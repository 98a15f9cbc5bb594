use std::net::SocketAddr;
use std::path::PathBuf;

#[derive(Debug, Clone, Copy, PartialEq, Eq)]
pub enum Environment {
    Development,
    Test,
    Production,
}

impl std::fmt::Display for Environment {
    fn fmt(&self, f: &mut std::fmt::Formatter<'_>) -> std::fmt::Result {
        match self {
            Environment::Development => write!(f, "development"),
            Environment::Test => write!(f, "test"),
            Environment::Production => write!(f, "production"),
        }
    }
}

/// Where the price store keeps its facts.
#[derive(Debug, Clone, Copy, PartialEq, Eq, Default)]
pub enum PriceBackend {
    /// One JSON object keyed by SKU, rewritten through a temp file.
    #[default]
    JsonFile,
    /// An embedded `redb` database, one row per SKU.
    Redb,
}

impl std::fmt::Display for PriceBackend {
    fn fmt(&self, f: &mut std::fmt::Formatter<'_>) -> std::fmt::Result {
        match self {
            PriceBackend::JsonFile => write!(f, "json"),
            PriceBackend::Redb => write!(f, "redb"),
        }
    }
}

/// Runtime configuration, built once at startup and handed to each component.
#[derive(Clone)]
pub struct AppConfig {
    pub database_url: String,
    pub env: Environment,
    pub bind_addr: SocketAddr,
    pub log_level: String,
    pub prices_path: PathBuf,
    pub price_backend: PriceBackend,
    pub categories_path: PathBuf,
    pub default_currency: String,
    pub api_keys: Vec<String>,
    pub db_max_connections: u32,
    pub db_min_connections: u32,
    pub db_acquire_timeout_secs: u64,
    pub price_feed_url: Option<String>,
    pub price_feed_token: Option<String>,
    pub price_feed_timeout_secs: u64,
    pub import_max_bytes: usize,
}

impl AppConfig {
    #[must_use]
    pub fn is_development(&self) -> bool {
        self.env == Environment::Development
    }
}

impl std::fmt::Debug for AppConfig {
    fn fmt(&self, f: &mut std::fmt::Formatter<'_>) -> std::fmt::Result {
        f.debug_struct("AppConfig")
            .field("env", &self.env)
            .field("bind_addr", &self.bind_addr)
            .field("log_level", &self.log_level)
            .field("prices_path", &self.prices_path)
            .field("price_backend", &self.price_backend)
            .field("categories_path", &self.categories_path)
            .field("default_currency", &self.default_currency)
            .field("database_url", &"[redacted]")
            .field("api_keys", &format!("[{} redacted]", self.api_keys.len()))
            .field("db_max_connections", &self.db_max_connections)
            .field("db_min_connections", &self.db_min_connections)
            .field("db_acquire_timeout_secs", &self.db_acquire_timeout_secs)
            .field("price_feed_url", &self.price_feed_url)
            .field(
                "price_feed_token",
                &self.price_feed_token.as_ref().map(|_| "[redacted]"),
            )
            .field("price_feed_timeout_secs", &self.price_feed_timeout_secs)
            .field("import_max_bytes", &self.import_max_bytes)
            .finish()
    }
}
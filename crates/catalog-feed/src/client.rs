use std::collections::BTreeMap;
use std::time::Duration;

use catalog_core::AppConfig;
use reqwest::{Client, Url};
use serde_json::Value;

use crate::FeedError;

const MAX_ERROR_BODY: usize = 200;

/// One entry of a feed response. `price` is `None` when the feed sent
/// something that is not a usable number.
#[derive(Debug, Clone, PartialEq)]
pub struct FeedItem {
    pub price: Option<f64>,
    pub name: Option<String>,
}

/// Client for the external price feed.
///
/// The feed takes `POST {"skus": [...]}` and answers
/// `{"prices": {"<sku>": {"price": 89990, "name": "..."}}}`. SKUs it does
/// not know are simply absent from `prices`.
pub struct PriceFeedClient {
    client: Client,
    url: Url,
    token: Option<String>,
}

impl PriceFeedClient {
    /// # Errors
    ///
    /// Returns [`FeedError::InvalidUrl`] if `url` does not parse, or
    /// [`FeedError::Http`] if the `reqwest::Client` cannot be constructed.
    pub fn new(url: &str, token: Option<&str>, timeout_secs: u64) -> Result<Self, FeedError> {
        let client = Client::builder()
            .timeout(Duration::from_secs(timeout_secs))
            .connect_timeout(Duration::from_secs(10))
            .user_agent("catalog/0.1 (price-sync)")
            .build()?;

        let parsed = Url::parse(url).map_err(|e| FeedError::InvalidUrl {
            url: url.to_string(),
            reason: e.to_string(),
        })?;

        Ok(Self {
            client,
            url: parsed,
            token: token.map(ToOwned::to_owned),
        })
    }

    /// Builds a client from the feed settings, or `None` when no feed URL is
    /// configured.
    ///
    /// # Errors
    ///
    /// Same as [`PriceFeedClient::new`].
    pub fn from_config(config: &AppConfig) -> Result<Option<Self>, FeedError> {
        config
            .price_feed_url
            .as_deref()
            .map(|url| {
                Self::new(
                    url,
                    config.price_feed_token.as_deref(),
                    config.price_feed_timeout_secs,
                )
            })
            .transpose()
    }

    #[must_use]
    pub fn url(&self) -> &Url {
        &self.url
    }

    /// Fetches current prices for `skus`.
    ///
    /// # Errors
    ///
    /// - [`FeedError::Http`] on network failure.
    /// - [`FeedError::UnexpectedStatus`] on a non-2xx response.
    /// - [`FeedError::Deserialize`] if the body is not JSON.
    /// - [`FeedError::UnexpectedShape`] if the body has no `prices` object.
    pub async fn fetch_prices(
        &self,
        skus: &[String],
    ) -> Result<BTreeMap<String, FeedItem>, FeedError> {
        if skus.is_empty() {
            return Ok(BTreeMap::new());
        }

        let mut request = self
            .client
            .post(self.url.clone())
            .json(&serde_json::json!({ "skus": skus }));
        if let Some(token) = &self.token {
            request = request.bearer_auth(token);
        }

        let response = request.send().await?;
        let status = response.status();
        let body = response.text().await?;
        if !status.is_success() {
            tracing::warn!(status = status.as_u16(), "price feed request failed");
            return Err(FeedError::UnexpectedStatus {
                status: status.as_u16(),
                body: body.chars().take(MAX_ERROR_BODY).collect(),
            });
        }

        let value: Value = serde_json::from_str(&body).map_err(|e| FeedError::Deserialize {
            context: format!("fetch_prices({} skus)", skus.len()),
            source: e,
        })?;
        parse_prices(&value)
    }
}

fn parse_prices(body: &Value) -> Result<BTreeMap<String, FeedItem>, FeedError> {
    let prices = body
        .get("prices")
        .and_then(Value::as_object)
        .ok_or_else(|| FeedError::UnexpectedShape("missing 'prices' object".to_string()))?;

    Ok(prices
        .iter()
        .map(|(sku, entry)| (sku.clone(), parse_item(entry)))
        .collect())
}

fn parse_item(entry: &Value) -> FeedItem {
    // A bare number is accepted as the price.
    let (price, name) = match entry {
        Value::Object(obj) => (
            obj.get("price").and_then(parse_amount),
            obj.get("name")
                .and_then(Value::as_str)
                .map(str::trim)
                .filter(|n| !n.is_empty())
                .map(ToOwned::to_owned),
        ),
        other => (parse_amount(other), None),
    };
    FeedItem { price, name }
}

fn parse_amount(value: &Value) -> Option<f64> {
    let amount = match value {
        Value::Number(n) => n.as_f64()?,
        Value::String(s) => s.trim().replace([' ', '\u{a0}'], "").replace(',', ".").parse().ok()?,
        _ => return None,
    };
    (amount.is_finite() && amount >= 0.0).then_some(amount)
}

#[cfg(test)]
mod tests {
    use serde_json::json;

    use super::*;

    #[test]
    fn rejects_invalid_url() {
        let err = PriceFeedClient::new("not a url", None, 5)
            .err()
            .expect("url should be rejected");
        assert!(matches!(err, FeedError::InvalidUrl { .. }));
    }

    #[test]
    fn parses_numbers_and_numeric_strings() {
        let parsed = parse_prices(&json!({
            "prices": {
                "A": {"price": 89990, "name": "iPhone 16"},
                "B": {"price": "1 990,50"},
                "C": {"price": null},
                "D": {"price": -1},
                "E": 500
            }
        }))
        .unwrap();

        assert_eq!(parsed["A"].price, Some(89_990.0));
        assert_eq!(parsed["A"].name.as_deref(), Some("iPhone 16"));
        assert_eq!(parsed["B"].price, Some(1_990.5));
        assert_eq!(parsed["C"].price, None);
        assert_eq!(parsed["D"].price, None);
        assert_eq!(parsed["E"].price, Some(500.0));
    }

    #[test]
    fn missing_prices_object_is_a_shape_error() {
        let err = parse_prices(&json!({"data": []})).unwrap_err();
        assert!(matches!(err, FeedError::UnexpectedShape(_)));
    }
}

____________________

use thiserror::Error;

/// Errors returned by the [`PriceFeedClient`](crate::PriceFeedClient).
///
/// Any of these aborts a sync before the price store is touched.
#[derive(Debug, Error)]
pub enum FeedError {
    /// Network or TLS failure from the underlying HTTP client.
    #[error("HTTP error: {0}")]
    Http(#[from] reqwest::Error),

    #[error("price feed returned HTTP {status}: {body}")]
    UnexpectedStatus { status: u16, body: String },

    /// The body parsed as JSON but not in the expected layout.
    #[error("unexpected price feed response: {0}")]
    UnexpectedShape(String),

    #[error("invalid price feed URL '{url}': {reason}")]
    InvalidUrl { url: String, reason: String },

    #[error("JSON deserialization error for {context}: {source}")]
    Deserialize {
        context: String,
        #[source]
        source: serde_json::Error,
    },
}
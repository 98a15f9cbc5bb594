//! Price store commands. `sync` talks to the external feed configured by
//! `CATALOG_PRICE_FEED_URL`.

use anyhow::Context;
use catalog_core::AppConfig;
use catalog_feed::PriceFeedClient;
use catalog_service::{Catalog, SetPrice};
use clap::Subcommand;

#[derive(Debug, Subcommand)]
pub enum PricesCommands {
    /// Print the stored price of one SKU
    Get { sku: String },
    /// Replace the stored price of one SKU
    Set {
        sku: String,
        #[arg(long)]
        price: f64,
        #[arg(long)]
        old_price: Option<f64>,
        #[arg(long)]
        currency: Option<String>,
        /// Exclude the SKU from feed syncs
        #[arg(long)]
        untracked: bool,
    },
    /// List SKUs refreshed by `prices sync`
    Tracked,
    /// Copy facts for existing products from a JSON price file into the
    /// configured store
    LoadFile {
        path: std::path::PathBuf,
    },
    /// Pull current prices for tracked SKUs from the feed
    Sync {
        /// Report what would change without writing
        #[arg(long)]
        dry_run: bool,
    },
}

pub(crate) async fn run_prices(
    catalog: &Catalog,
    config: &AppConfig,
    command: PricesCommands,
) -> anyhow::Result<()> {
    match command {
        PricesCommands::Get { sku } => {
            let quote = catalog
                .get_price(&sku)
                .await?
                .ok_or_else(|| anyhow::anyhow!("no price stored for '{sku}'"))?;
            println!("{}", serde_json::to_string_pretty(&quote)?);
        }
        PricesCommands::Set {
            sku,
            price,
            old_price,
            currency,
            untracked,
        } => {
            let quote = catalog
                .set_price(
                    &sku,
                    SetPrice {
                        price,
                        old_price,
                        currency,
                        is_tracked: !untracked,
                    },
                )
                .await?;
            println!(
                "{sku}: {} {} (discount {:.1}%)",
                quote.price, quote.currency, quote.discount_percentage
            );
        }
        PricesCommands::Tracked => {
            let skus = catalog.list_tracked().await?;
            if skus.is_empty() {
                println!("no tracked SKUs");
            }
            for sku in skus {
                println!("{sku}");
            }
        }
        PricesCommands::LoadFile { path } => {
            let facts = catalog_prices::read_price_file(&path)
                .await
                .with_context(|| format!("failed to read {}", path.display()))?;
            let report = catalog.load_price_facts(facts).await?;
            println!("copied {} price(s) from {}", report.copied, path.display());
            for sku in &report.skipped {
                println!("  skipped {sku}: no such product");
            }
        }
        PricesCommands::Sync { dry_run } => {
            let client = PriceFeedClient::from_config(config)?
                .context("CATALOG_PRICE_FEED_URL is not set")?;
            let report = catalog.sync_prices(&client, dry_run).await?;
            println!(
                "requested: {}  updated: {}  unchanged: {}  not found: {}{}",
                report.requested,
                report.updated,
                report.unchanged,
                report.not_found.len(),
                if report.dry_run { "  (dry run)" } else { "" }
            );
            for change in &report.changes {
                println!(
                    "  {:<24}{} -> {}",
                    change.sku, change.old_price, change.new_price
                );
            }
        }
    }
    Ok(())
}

____________________

> WHAT NEEDS TO BE DONE: Please say how many lines of the records contain the word "matches", giving the number by itself.

> EXERCISE OUTPUT: 2